__What to produce__:
Using the records below, transcribe word for word the stretch from the line that contains "draft.points.push(p);" through the line that contains "pub fn pointer_up(&mut", both end lines included, and nothing else.

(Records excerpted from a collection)
################
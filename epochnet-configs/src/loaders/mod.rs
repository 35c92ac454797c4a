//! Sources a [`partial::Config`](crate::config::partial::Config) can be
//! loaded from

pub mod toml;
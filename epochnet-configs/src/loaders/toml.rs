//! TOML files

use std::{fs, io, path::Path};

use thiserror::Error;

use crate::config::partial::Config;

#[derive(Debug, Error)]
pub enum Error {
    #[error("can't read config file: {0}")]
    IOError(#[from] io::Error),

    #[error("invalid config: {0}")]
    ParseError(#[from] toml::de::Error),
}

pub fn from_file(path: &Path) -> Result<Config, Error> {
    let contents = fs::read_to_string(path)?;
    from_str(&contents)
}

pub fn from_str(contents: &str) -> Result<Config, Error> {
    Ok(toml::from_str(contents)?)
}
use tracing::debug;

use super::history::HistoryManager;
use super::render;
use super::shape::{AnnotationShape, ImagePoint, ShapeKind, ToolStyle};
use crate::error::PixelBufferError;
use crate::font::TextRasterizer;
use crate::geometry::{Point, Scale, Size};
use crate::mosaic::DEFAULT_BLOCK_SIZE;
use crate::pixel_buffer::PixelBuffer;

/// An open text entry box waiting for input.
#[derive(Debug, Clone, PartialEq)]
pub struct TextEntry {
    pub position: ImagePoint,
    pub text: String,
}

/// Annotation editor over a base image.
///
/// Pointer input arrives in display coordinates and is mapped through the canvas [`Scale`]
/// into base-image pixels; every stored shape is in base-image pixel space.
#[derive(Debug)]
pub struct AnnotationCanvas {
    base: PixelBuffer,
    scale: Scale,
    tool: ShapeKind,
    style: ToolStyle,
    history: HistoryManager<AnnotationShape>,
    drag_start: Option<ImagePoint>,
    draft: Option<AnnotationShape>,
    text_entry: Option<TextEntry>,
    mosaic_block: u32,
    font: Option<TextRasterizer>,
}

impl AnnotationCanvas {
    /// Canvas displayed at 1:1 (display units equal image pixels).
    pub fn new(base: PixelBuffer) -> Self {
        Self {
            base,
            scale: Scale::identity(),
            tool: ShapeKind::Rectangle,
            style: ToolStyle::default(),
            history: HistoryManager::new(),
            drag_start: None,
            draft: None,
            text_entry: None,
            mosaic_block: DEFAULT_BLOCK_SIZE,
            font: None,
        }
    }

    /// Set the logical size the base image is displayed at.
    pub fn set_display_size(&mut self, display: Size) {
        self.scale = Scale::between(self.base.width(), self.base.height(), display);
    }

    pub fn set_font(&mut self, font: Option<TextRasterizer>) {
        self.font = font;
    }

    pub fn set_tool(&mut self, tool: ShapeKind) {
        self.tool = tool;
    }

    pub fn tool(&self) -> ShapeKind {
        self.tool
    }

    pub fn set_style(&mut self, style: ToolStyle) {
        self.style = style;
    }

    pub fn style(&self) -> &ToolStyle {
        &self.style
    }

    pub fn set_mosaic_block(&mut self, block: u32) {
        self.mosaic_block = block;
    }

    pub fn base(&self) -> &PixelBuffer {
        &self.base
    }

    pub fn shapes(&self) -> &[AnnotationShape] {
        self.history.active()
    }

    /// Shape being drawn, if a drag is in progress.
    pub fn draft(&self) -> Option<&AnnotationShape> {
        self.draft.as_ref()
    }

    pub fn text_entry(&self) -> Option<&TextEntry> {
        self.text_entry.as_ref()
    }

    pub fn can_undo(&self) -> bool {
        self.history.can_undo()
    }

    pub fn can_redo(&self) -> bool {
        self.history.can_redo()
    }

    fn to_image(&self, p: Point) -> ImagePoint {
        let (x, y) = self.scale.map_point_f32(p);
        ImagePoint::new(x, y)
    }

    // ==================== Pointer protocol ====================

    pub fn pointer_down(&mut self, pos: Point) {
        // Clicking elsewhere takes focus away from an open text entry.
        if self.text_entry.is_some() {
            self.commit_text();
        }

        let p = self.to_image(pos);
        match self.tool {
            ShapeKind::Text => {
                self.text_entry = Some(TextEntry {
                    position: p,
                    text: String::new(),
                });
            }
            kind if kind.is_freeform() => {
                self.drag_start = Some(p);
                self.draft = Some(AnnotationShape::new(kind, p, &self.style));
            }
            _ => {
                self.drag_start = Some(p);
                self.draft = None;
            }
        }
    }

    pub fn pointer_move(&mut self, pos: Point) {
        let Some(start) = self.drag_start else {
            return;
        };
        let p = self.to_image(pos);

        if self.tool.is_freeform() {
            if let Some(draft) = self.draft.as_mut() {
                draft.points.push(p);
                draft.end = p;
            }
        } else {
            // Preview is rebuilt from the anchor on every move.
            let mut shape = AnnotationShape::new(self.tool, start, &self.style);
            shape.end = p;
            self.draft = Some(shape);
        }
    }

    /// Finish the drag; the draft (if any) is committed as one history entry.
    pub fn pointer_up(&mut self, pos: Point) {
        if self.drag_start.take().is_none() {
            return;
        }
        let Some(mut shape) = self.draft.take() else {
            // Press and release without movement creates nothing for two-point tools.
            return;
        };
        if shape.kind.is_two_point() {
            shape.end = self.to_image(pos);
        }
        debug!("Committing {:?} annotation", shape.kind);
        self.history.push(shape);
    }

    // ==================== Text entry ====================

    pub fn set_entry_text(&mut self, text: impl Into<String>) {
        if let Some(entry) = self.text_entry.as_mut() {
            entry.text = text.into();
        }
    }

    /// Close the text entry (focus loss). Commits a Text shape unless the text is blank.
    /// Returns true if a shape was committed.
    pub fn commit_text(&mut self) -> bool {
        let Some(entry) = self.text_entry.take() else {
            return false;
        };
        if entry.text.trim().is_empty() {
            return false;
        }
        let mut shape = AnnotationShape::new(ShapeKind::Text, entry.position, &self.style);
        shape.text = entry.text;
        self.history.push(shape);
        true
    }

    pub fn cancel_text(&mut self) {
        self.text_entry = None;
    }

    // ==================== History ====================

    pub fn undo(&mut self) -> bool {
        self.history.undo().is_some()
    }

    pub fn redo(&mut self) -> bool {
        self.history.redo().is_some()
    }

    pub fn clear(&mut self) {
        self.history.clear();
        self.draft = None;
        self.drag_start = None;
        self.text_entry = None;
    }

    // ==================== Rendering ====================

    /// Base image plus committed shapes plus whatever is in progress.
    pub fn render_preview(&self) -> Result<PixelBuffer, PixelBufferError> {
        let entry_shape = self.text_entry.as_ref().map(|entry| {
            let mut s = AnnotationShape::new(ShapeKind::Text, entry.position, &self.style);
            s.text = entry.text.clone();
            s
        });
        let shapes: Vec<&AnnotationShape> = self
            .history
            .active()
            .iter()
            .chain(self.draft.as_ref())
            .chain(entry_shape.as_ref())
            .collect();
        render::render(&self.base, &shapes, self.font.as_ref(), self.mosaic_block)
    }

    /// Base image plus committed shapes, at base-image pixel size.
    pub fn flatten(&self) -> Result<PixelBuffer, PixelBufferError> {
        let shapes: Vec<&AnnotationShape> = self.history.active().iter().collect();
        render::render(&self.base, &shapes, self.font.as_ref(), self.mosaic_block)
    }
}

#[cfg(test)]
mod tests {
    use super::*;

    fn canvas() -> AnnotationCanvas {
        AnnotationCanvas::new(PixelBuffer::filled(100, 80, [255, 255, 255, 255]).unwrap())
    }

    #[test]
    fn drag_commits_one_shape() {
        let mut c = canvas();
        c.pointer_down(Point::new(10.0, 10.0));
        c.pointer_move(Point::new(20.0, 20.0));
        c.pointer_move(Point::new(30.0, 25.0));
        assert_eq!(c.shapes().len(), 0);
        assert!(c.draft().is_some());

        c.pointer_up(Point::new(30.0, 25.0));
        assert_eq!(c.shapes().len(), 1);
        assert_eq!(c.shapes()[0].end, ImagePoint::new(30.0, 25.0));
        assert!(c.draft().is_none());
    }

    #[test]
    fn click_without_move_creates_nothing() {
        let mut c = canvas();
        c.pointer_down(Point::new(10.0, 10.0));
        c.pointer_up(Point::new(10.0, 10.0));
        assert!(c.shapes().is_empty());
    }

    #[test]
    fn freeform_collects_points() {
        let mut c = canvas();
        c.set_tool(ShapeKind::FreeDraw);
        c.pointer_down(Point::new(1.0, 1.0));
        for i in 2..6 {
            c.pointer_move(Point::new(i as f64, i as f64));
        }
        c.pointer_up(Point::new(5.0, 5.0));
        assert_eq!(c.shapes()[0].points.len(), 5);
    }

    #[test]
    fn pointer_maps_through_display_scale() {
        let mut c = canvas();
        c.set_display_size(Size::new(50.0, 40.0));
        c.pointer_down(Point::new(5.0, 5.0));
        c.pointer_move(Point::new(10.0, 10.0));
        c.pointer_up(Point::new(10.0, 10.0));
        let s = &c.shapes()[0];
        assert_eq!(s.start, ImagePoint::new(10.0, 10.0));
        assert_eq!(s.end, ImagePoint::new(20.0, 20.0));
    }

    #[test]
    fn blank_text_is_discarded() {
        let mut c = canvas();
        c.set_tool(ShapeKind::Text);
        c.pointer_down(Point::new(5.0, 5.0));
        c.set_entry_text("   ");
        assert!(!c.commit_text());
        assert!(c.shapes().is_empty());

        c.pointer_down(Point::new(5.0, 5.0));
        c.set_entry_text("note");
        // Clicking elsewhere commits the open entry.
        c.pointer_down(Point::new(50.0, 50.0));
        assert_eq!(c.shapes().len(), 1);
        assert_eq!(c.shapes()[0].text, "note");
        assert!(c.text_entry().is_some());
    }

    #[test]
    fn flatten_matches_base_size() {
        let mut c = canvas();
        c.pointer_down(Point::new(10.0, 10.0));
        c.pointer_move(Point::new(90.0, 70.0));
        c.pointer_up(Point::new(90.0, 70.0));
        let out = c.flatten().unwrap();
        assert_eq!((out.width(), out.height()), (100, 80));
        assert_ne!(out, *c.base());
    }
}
################
__Result of this exercise__:
                draft.points.push(p);
                draft.end = p;
            }
        } else {
            // Preview is rebuilt from the anchor on every move.
            let mut shape = AnnotationShape::new(self.tool, start, &self.style);
            shape.end = p;
            self.draft = Some(shape);
        }
    }

    /// Finish the drag; the draft (if any) is committed as one history entry.
    pub fn pointer_up(&mut self, pos: Point) {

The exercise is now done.